With his jaw set, Tuy bowed again and backed away. Sethon watched him issue the order to the twelve flagmen clad in leather armor who stood along the top terrace step of the platform. Immediately, two men at the far end of the line raised their large square pennants—one yellow and one white, on sturdy poles—and snapped them across the gusty air at right angles to their bodies. Below, the yellow division broke away from the main formations.
Sethon gave a grunt of satisfaction. “Now it is up to us, Lady Eona, to draw Lord Ido’s focus.” He stroked my hair again.
I pulled my head away. “You have had one day of dragon power,” I said. “He has had twelve years. You will not defeat him.”
I knew he would punish my defiance, but it was worth it. Strength came with bold words. I tensed, waiting for his blow. Instead, he laughed.

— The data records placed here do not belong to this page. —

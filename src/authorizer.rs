//! Decides whether a request is authorized, and as whom.
//!
//! A bearer token is checked first because it only costs one local lookup.
//! Without a live token the request must carry a purchase claim, which has to
//! be known to the ledger and confirmed by the billing provider. Any failure to
//! reach the provider denies the request.

use std::sync::Arc;
use std::time::Duration;

use tracing::{error, info, warn};

use crate::error::{AppError, AppResult};
use crate::ledger::{NewPurchase, QuotaLedger};
use crate::tokens::TokenStore;
use crate::types::{products, PurchaseClaim, ScanLookup};
use crate::verifier::{PurchaseVerifier, VerifiedPurchase};

#[derive(Debug, Clone, Copy, PartialEq, Eq)]
pub enum AuthSource {
    Token,
    Claim,
}

#[derive(Debug, Clone, PartialEq, Eq)]
pub struct Authorized {
    pub user_key: String,
    pub source: AuthSource,
    /// The claimed order, when authorized by claim.
    pub order_id: Option<String>,
    pub scans_left: Option<i32>,
}

#[derive(Debug, Clone, PartialEq, Eq)]
pub enum DenyReason {
    /// Neither a live token nor a claim was presented.
    NoCredentials,
    InvalidClaim(String),
    /// The ledger does not know the order and it could not be recorded.
    UnknownPurchase,
    /// The billing provider does not recognise the purchase.
    Rejected(String),
    /// The subscription exists but is not active or in its grace period.
    NotActive,
    /// The billing provider could not be reached; the caller may retry later.
    UpstreamUnavailable(String),
}

#[derive(Debug, Clone, PartialEq, Eq)]
pub enum Decision {
    Authorized(Authorized),
    Denied(DenyReason),
}

impl Decision {
    pub fn user_key(&self) -> Option<&str> {
        match self {
            Decision::Authorized(auth) => Some(&auth.user_key),
            Decision::Denied(_) => None,
        }
    }
}

/// Result of an explicit license verification.
#[derive(Debug, Clone, PartialEq, Eq)]
pub struct VerifyOutcome {
    pub scans_left: i32,
    /// A new bearer token for the client, if one was issued.
    pub token: Option<String>,
}

#[derive(Debug, Clone, Copy, PartialEq, Eq)]
pub enum ScanUse {
    Consumed { remaining: i32 },
    Exhausted,
}

#[derive(Clone)]
pub struct Authorizer {
    tokens: TokenStore,
    ledger: QuotaLedger,
    verifier: Arc<dyn PurchaseVerifier>,
    expected_package_name: String,
    verify_timeout: Duration,
}

impl Authorizer {
    pub fn new(
        tokens: TokenStore,
        ledger: QuotaLedger,
        verifier: Arc<dyn PurchaseVerifier>,
        expected_package_name: String,
        verify_timeout: Duration,
    ) -> Self {
        Self {
            tokens,
            ledger,
            verifier,
            expected_package_name,
            verify_timeout,
        }
    }

    pub fn ledger(&self) -> &QuotaLedger {
        &self.ledger
    }

    pub fn tokens(&self) -> &TokenStore {
        &self.tokens
    }

    pub fn expected_package_name(&self) -> &str {
        &self.expected_package_name
    }

    /// Authorize with a bearer token if it is live, otherwise with the purchase claim.
    pub async fn authorize(
        &self,
        token: Option<&str>,
        claim: Option<&PurchaseClaim>,
    ) -> AppResult<Decision> {
        if let Some(token) = token {
            if let Some(user_key) = self.tokens.resolve(token)? {
                return Ok(Decision::Authorized(Authorized {
                    user_key,
                    source: AuthSource::Token,
                    order_id: None,
                    scans_left: None,
                }));
            }
        }

        let Some(claim) = claim else {
            info!("no live token and no purchase claim");
            return Ok(Decision::Denied(DenyReason::NoCredentials));
        };

        if let Err(reason) = self.check_claim(claim) {
            warn!(%reason, "purchase claim rejected");
            return Ok(Decision::Denied(DenyReason::InvalidClaim(reason)));
        }

        self.authorize_claim(claim).await
    }

    /// Issue or rotate the bearer token for an authorized user.
    pub fn issue_token(&self, user_key: &str) -> AppResult<Option<String>> {
        self.tokens.issue_or_rotate(user_key)
    }

    fn check_claim(&self, claim: &PurchaseClaim) -> Result<(), String> {
        if claim.order_id().is_none() {
            return Err("missing order id".to_string());
        }
        if claim.product_id().is_none() {
            return Err("missing product id".to_string());
        }
        if claim.purchase_token().is_none() {
            return Err("missing purchase token".to_string());
        }
        match claim.package_name() {
            None => Err("missing package name".to_string()),
            Some(package) if package != self.expected_package_name => {
                Err(format!("purchase is for another application: {package}"))
            }
            Some(_) => Ok(()),
        }
    }

    /// The ledger is consulted before the provider since it is cheaper.
    async fn authorize_claim(&self, claim: &PurchaseClaim) -> AppResult<Decision> {
        let (order_id, product_id, purchase_token) = claim_identity(claim);
        let is_subscription = products::is_subscription(product_id);

        let mut verified = None;
        let mut lookup = self.ledger.get_scans(order_id, purchase_token)?;

        if lookup == ScanLookup::NotFound {
            // Only purchases the provider vouches for are recorded.
            let purchase = match self.verify_upstream(claim, is_subscription).await {
                Ok(purchase) => purchase,
                Err(reason) => return Ok(Decision::Denied(reason)),
            };
            self.record_claim(claim, &purchase)?;
            verified = Some(purchase);
            lookup = self.ledger.get_scans(order_id, purchase_token)?;
        }

        let scans_left = match lookup {
            ScanLookup::Found(scans) => scans,
            ScanLookup::NotFound => {
                warn!(order_id, "order unknown and could not be recorded");
                return Ok(Decision::Denied(DenyReason::UnknownPurchase));
            }
            ScanLookup::TokenConflict => {
                error!(order_id, "purchase token does not belong to this order");
                return Err(AppError::PurchaseTokenConflict);
            }
        };

        let purchase = match verified {
            Some(purchase) => purchase,
            None => match self.verify_upstream(claim, is_subscription).await {
                Ok(purchase) => purchase,
                Err(reason) => return Ok(Decision::Denied(reason)),
            },
        };

        let user_key = buyer_account(claim, &purchase)
            .unwrap_or(order_id)
            .to_string();
        info!(order_id, user_key = %user_key, "authorized by purchase claim");
        Ok(Decision::Authorized(Authorized {
            user_key,
            source: AuthSource::Claim,
            order_id: Some(order_id.to_string()),
            scans_left: Some(scans_left),
        }))
    }

    fn record_claim(&self, claim: &PurchaseClaim, purchase: &VerifiedPurchase) -> AppResult<bool> {
        let (order_id, product_id, purchase_token) = claim_identity(claim);
        self.ledger.record_purchase(NewPurchase {
            order_id,
            product_id,
            purchase_token,
            account_id: buyer_account(claim, purchase).unwrap_or_default(),
            quantity: claim.quantity,
        })
    }

    /// Ask the provider about the claim and check its answer agrees with it.
    async fn verify_upstream(
        &self,
        claim: &PurchaseClaim,
        is_subscription: bool,
    ) -> Result<VerifiedPurchase, DenyReason> {
        let (order_id, product_id, purchase_token) = claim_identity(claim);
        let package_name = claim.package_name().unwrap_or_default();

        let call = self
            .verifier
            .verify(package_name, product_id, purchase_token, is_subscription);
        let purchase = match tokio::time::timeout(self.verify_timeout, call).await {
            Err(_) => {
                warn!(order_id, "purchase verification timed out");
                return Err(DenyReason::UpstreamUnavailable(
                    "verification timed out".to_string(),
                ));
            }
            Ok(Err(AppError::VerificationFailed(msg))) => {
                warn!(order_id, %msg, "billing provider rejected the purchase");
                return Err(DenyReason::Rejected(msg));
            }
            Ok(Err(e)) => {
                warn!(order_id, error = %e, "could not reach the billing provider");
                return Err(DenyReason::UpstreamUnavailable(e.to_string()));
            }
            Ok(Ok(purchase)) => purchase,
        };

        // Subscription renewals get new order ids; one-off purchases keep theirs.
        if !is_subscription {
            if let Some(reported) = reported(&purchase.order_id) {
                if reported != order_id {
                    warn!(order_id, reported, "claimed order id differs from the provider's");
                    return Err(DenyReason::Rejected(
                        "order id does not match the purchase".to_string(),
                    ));
                }
            }
        }
        if let (Some(reported), Some(claimed)) = (reported(&purchase.account_id), claim.account_id())
        {
            if reported != claimed {
                warn!(order_id, "claimed account differs from the provider's");
                return Err(DenyReason::Rejected(
                    "account does not match the purchase".to_string(),
                ));
            }
        }
        if let Some(state) = purchase.lifecycle_state {
            if !state.grants_access() {
                info!(order_id, ?state, "subscription is not active");
                return Err(DenyReason::NotActive);
            }
        }
        Ok(purchase)
    }

    /// Verify a license the client holds and report its remaining scans.
    ///
    /// Unknown but genuine purchases are recorded. Pro licenses also get a
    /// bearer token when the client needs a new one.
    pub async fn verify_license(
        &self,
        claim: &PurchaseClaim,
        is_subscription: bool,
    ) -> AppResult<VerifyOutcome> {
        self.check_claim(claim).map_err(AppError::Invalid)?;
        let (order_id, product_id, purchase_token) = claim_identity(claim);
        let is_subscription = is_subscription || products::is_subscription(product_id);

        let purchase = self
            .verify_upstream(claim, is_subscription)
            .await
            .map_err(deny_to_error)?;

        let mut lookup = self.ledger.get_scans(order_id, purchase_token)?;
        if lookup == ScanLookup::NotFound {
            info!(order_id, "verified purchase not yet recorded, recording it");
            if self.record_claim(claim, &purchase)? {
                lookup = self.ledger.get_scans(order_id, purchase_token)?;
            }
        }

        let scans_left = match lookup {
            ScanLookup::Found(scans) => scans,
            ScanLookup::NotFound => return Err(AppError::NotFound),
            ScanLookup::TokenConflict => {
                error!(order_id, "purchase token does not belong to this order");
                return Err(AppError::PurchaseTokenConflict);
            }
        };

        self.ledger.update_time_used(order_id)?;

        let token = if products::is_pro(product_id) {
            let user_key = buyer_account(claim, &purchase).unwrap_or(order_id);
            self.tokens.issue_or_rotate(user_key)?
        } else {
            None
        };

        Ok(VerifyOutcome { scans_left, token })
    }

    /// Record a purchase the client has just made.
    ///
    /// Returns `Ok(false)` when the provider rejects it or the ledger already has it.
    pub async fn record_purchase(
        &self,
        claim: &PurchaseClaim,
        is_subscription: bool,
    ) -> AppResult<bool> {
        self.check_claim(claim).map_err(AppError::Invalid)?;
        if claim.account_id().is_none() {
            return Err(AppError::Invalid("missing obfuscated account id".to_string()));
        }
        let (_, product_id, _) = claim_identity(claim);
        let is_subscription = is_subscription || products::is_subscription(product_id);

        match self.verify_upstream(claim, is_subscription).await {
            Ok(purchase) => self.record_claim(claim, &purchase),
            Err(DenyReason::UpstreamUnavailable(msg)) => Err(AppError::UpstreamUnavailable(msg)),
            Err(reason) => {
                info!(?reason, "purchase not recorded");
                Ok(false)
            }
        }
    }

    /// Authorize an OCR license and consume one of its scans.
    pub async fn consume_scan(&self, claim: &PurchaseClaim) -> AppResult<ScanUse> {
        if !claim.is_license_for(products::OCR_LICENSE_PRODUCT_ID, &self.expected_package_name) {
            return Err(AppError::Invalid("not an OCR license".to_string()));
        }

        let authorized = match self.authorize(None, Some(claim)).await? {
            Decision::Authorized(authorized) => authorized,
            Decision::Denied(reason) => return Err(deny_to_error(reason)),
        };

        let order_id = authorized.order_id.as_deref().unwrap_or_default();
        match self.ledger.take_scan(order_id)? {
            Some(remaining) => Ok(ScanUse::Consumed { remaining }),
            None => Ok(ScanUse::Exhausted),
        }
    }
}

/// Order id, product id and purchase token of a claim that passed `check_claim`.
fn claim_identity(claim: &PurchaseClaim) -> (&str, &str, &str) {
    (
        claim.order_id().unwrap_or_default(),
        claim.product_id().unwrap_or_default(),
        claim.purchase_token().unwrap_or_default(),
    )
}

fn reported(value: &Option<String>) -> Option<&str> {
    value.as_deref().filter(|v| !v.trim().is_empty())
}

/// The buyer's account: the provider's when it names one, else the claim's.
fn buyer_account<'a>(claim: &'a PurchaseClaim, purchase: &'a VerifiedPurchase) -> Option<&'a str> {
    reported(&purchase.account_id).or_else(|| claim.account_id())
}

pub fn deny_to_error(reason: DenyReason) -> AppError {
    match reason {
        DenyReason::NoCredentials | DenyReason::UnknownPurchase => AppError::Unauthorized,
        DenyReason::InvalidClaim(msg) => AppError::Invalid(msg),
        DenyReason::Rejected(msg) => AppError::VerificationFailed(msg),
        DenyReason::NotActive => {
            AppError::VerificationFailed("subscription is not active".to_string())
        }
        DenyReason::UpstreamUnavailable(msg) => AppError::UpstreamUnavailable(msg),
    }
}
#![allow(dead_code)]

use std::sync::Arc;

use axum::body::Body;
use axum::http::{Request, Response};
use axum::Router;
use divisibill_licensing::config::Config;
use divisibill_licensing::db::{create_pool, run_migrations};
use divisibill_licensing::routes::headers::{PURCHASE_HEADER, TOKEN_HEADER};
use divisibill_licensing::types::PurchaseClaim;
use divisibill_licensing::verifier::{MockOutcome, MockVerifier};
use divisibill_licensing::{app, AppState};
use percent_encoding::{utf8_percent_encode, NON_ALPHANUMERIC};

pub const PACKAGE: &str = "com.autoplus.divisibill";

// Owns a fresh database file per test and removes it afterwards.
pub struct TestDbGuard {
    db_path: String,
    pub state: AppState,
    pub verifier: Arc<MockVerifier>,
}

impl TestDbGuard {
    pub fn new() -> Self {
        Self::with(MockOutcome::Genuine, Config::default())
    }

    pub fn with_outcome(outcome: MockOutcome) -> Self {
        Self::with(outcome, Config::default())
    }

    pub fn with(outcome: MockOutcome, config: Config) -> Self {
        Self::with_verifier(MockVerifier::new(outcome), config)
    }

    pub fn with_verifier(verifier: MockVerifier, config: Config) -> Self {
        let db_path = std::env::temp_dir()
            .join(format!("test_{}.db", uuid::Uuid::new_v4()))
            .to_string_lossy()
            .into_owned();
        let pool = create_pool(&db_path).unwrap();
        run_migrations(&pool).unwrap();

        let verifier = Arc::new(verifier);
        let config = Config {
            database_url: db_path.clone(),
            ..config
        };
        let state = AppState::new(pool, config, verifier.clone());

        Self {
            db_path,
            state,
            verifier,
        }
    }

    pub fn app(&self) -> Router {
        app(self.state.clone())
    }
}

impl Drop for TestDbGuard {
    fn drop(&mut self) {
        for suffix in ["", "-wal", "-shm"] {
            let _ = std::fs::remove_file(format!("{}{}", self.db_path, suffix));
        }
    }
}

pub fn claim(order_id: &str, product_id: &str, token: &str, account: Option<&str>) -> PurchaseClaim {
    PurchaseClaim {
        package_name: Some(PACKAGE.to_string()),
        order_id: Some(order_id.to_string()),
        product_id: Some(product_id.to_string()),
        purchase_token: token.to_string(),
        obfuscated_account_id: account.map(str::to_string),
        quantity: 1,
    }
}

pub fn claim_header(claim: &PurchaseClaim) -> String {
    let json = serde_json::to_string(claim).unwrap();
    utf8_percent_encode(&json, NON_ALPHANUMERIC).to_string()
}

pub fn json_post(uri: &str, claim: &PurchaseClaim) -> Request<Body> {
    Request::builder()
        .method("POST")
        .uri(uri)
        .header("content-type", "application/json")
        .body(Body::from(serde_json::to_vec(claim).unwrap()))
        .unwrap()
}

pub enum Credential<'a> {
    Token(&'a str),
    Claim(&'a PurchaseClaim),
    None,
}

pub fn request(method: &str, uri: &str, credential: Credential<'_>, form: Option<&str>) -> Request<Body> {
    let mut builder = Request::builder().method(method).uri(uri);
    builder = match credential {
        Credential::Token(token) => builder.header(TOKEN_HEADER, token),
        Credential::Claim(claim) => builder.header(PURCHASE_HEADER, claim_header(claim)),
        Credential::None => builder,
    };
    match form {
        Some(form) => builder
            .header("content-type", "application/x-www-form-urlencoded")
            .body(Body::from(form.to_string()))
            .unwrap(),
        None => builder.body(Body::empty()).unwrap(),
    }
}

pub fn issued_token(res: &Response<Body>) -> Option<String> {
    res.headers()
        .get(TOKEN_HEADER)
        .map(|value| value.to_str().unwrap().to_string())
}

pub async fn body_string(res: Response<Body>) -> String {
    let bytes = axum::body::to_bytes(res.into_body(), usize::MAX).await.unwrap();
    String::from_utf8(bytes.to_vec()).unwrap()
}

pub async fn body_json(res: Response<Body>) -> serde_json::Value {
    serde_json::from_str(&body_string(res).await).unwrap()
}
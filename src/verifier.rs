//! Adapter over the upstream billing verifier.
//!
//! The authorizer only sees [`PurchaseVerifier`]; [`GooglePlayVerifier`] talks to
//! the Play Developer API and [`MockVerifier`] stands in for it locally and in tests.

use std::sync::atomic::{AtomicUsize, Ordering};
use std::sync::Arc;
use std::time::Duration;

use async_trait::async_trait;
use percent_encoding::{utf8_percent_encode, AsciiSet, NON_ALPHANUMERIC};
use reqwest::StatusCode;
use tracing::{info, warn};

use crate::auth::GoogleAuth;
use crate::error::{AppError, AppResult};
use crate::types::google_play_acknowledgement_state::ACKNOWLEDGEMENT_STATE_ACKNOWLEDGED;
use crate::types::{
    GooglePlayProductResponse, GooglePlaySubscriptionResponse, SubscriptionState,
};

const PLAY_API_BASE: &str = "https://androidpublisher.googleapis.com/androidpublisher/v3";

const PATH_SEGMENT: &AsciiSet = &NON_ALPHANUMERIC
    .remove(b'.')
    .remove(b'-')
    .remove(b'_')
    .remove(b'~');

/// The billing provider's view of a purchase.
#[derive(Debug, Clone, PartialEq, Eq)]
pub struct VerifiedPurchase {
    pub order_id: Option<String>,
    pub acknowledged: bool,
    pub account_id: Option<String>,
    /// Only present for subscriptions.
    pub lifecycle_state: Option<SubscriptionState>,
}

#[async_trait]
pub trait PurchaseVerifier: Send + Sync {
    /// Ask the billing provider about a purchase.
    ///
    /// `Err(VerificationFailed)` means the provider does not recognise it;
    /// `Err(UpstreamUnavailable)` means we could not get an answer.
    async fn verify(
        &self,
        package_name: &str,
        product_id: &str,
        purchase_token: &str,
        is_subscription: bool,
    ) -> AppResult<VerifiedPurchase>;
}

pub struct GooglePlayVerifier {
    auth: Arc<GoogleAuth>,
    client: reqwest::Client,
}

impl GooglePlayVerifier {
    pub fn new(auth: Arc<GoogleAuth>, timeout: Duration) -> AppResult<Self> {
        let client = reqwest::Client::builder()
            .timeout(timeout)
            .build()
            .map_err(|e| AppError::InternalError(format!("http client: {e}")))?;
        Ok(Self { auth, client })
    }

    async fn get<T: serde::de::DeserializeOwned>(&self, url: &str) -> AppResult<T> {
        let access_token = self
            .auth
            .get_token_for_default_scopes()
            .await
            .map_err(|e| AppError::AccessTokenFailed(e.to_string()))?;

        let res = self
            .client
            .get(url)
            .bearer_auth(&access_token)
            .send()
            .await
            .map_err(AppError::from)?;

        match res.status() {
            status if status.is_success() => res
                .json::<T>()
                .await
                .map_err(|e| AppError::GooglePlayResponseParse(e.to_string())),
            StatusCode::BAD_REQUEST | StatusCode::NOT_FOUND | StatusCode::GONE => {
                Err(AppError::VerificationFailed(format!(
                    "Google Play returned {}",
                    res.status()
                )))
            }
            status => Err(AppError::UpstreamUnavailable(format!(
                "Google Play returned {status}"
            ))),
        }
    }

    async fn verify_product(
        &self,
        package_name: &str,
        product_id: &str,
        purchase_token: &str,
    ) -> AppResult<VerifiedPurchase> {
        let url = format!(
            "{PLAY_API_BASE}/applications/{}/purchases/products/{}/tokens/{}",
            utf8_percent_encode(package_name, PATH_SEGMENT),
            utf8_percent_encode(product_id, PATH_SEGMENT),
            utf8_percent_encode(purchase_token, PATH_SEGMENT),
        );
        let purchase: GooglePlayProductResponse = self.get(&url).await?;

        // purchaseState 1 is a canceled (refunded) purchase.
        if purchase.purchase_state == Some(1) {
            return Err(AppError::VerificationFailed(
                "purchase was canceled".to_string(),
            ));
        }

        Ok(VerifiedPurchase {
            order_id: purchase.order_id,
            acknowledged: purchase.acknowledgement_state == Some(1),
            account_id: purchase.obfuscated_external_account_id,
            lifecycle_state: None,
        })
    }

    async fn verify_subscription(
        &self,
        package_name: &str,
        product_id: &str,
        purchase_token: &str,
    ) -> AppResult<VerifiedPurchase> {
        let url = format!(
            "{PLAY_API_BASE}/applications/{}/purchases/subscriptionsv2/tokens/{}",
            utf8_percent_encode(package_name, PATH_SEGMENT),
            utf8_percent_encode(purchase_token, PATH_SEGMENT),
        );
        let subscription: GooglePlaySubscriptionResponse = self.get(&url).await?;

        if !subscription
            .line_items
            .iter()
            .any(|item| item.product_id == product_id)
        {
            return Err(AppError::VerificationFailed(format!(
                "subscription has no line item for {product_id}"
            )));
        }

        Ok(VerifiedPurchase {
            order_id: subscription.latest_order_id,
            acknowledged: subscription.acknowledgement_state.as_deref()
                == Some(ACKNOWLEDGEMENT_STATE_ACKNOWLEDGED),
            account_id: subscription
                .external_account_identifiers
                .and_then(|ids| ids.obfuscated_external_account_id),
            lifecycle_state: Some(SubscriptionState::from_google(
                &subscription.subscription_state,
            )),
        })
    }
}

#[async_trait]
impl PurchaseVerifier for GooglePlayVerifier {
    async fn verify(
        &self,
        package_name: &str,
        product_id: &str,
        purchase_token: &str,
        is_subscription: bool,
    ) -> AppResult<VerifiedPurchase> {
        let verified = if is_subscription {
            self.verify_subscription(package_name, product_id, purchase_token)
                .await
        } else {
            self.verify_product(package_name, product_id, purchase_token)
                .await
        };

        match &verified {
            Ok(purchase) => info!(
                product_id,
                acknowledged = purchase.acknowledged,
                "verified purchase with Google Play"
            ),
            Err(e) => warn!(product_id, error = %e, "could not verify purchase with Google Play"),
        }
        verified
    }
}

/// What [`MockVerifier`] answers with.
#[derive(Debug, Clone)]
pub enum MockOutcome {
    /// Every purchase is genuine and subscriptions are active.
    Genuine,
    /// Subscriptions report this lifecycle state; products are genuine.
    Subscription(SubscriptionState),
    /// The provider does not recognise the purchase.
    Rejected,
    /// The provider cannot be reached.
    Unavailable,
    /// Answers `Genuine` after sleeping this long.
    Slow(Duration),
}

/// In-process verifier that counts how often it is asked.
///
/// Unless told otherwise it reports neither an order id nor an account id,
/// so the claim's own values stand.
pub struct MockVerifier {
    outcome: MockOutcome,
    order_id: Option<String>,
    account_id: Option<String>,
    calls: AtomicUsize,
}

impl MockVerifier {
    pub fn new(outcome: MockOutcome) -> Self {
        Self {
            outcome,
            order_id: None,
            account_id: None,
            calls: AtomicUsize::new(0),
        }
    }

    pub fn genuine() -> Self {
        Self::new(MockOutcome::Genuine)
    }

    /// Report this order id for every genuine purchase.
    pub fn with_order_id(mut self, order_id: impl Into<String>) -> Self {
        self.order_id = Some(order_id.into());
        self
    }

    /// Report this buyer account for every genuine purchase.
    pub fn with_account_id(mut self, account_id: impl Into<String>) -> Self {
        self.account_id = Some(account_id.into());
        self
    }

    pub fn calls(&self) -> usize {
        self.calls.load(Ordering::SeqCst)
    }

    fn genuine_purchase(&self, state: Option<SubscriptionState>) -> VerifiedPurchase {
        VerifiedPurchase {
            order_id: self.order_id.clone(),
            acknowledged: true,
            account_id: self.account_id.clone(),
            lifecycle_state: state,
        }
    }
}

#[async_trait]
impl PurchaseVerifier for MockVerifier {
    async fn verify(
        &self,
        _package_name: &str,
        _product_id: &str,
        _purchase_token: &str,
        is_subscription: bool,
    ) -> AppResult<VerifiedPurchase> {
        self.calls.fetch_add(1, Ordering::SeqCst);

        let active = is_subscription.then_some(SubscriptionState::Active);
        match &self.outcome {
            MockOutcome::Genuine => Ok(self.genuine_purchase(active)),
            MockOutcome::Subscription(state) => {
                Ok(self.genuine_purchase(is_subscription.then_some(*state)))
            }
            MockOutcome::Rejected => Err(AppError::VerificationFailed(
                "mock verifier rejected the purchase".to_string(),
            )),
            MockOutcome::Unavailable => Err(AppError::UpstreamUnavailable(
                "mock verifier is unavailable".to_string(),
            )),
            MockOutcome::Slow(delay) => {
                tokio::time::sleep(*delay).await;
                Ok(self.genuine_purchase(active))
            }
        }
    }
}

“When I had Lord Ido in that cell, I learned three important truths about him,” Sethon said. “Firstly, he must be in possession of his full faculties to use his power. Secondly, he can only direct his power to one task at a time.” Sethon leaned down until his face was close to mine. “The final truth is more about the man than the Dragoneye. After three days of my attentions, there was a moment in that cell when he regained both his faculties and his power. He could have razed the building to the ground. Instead, he directed his power elsewhere—to help you, I believe—and so he lost his chance to escape.”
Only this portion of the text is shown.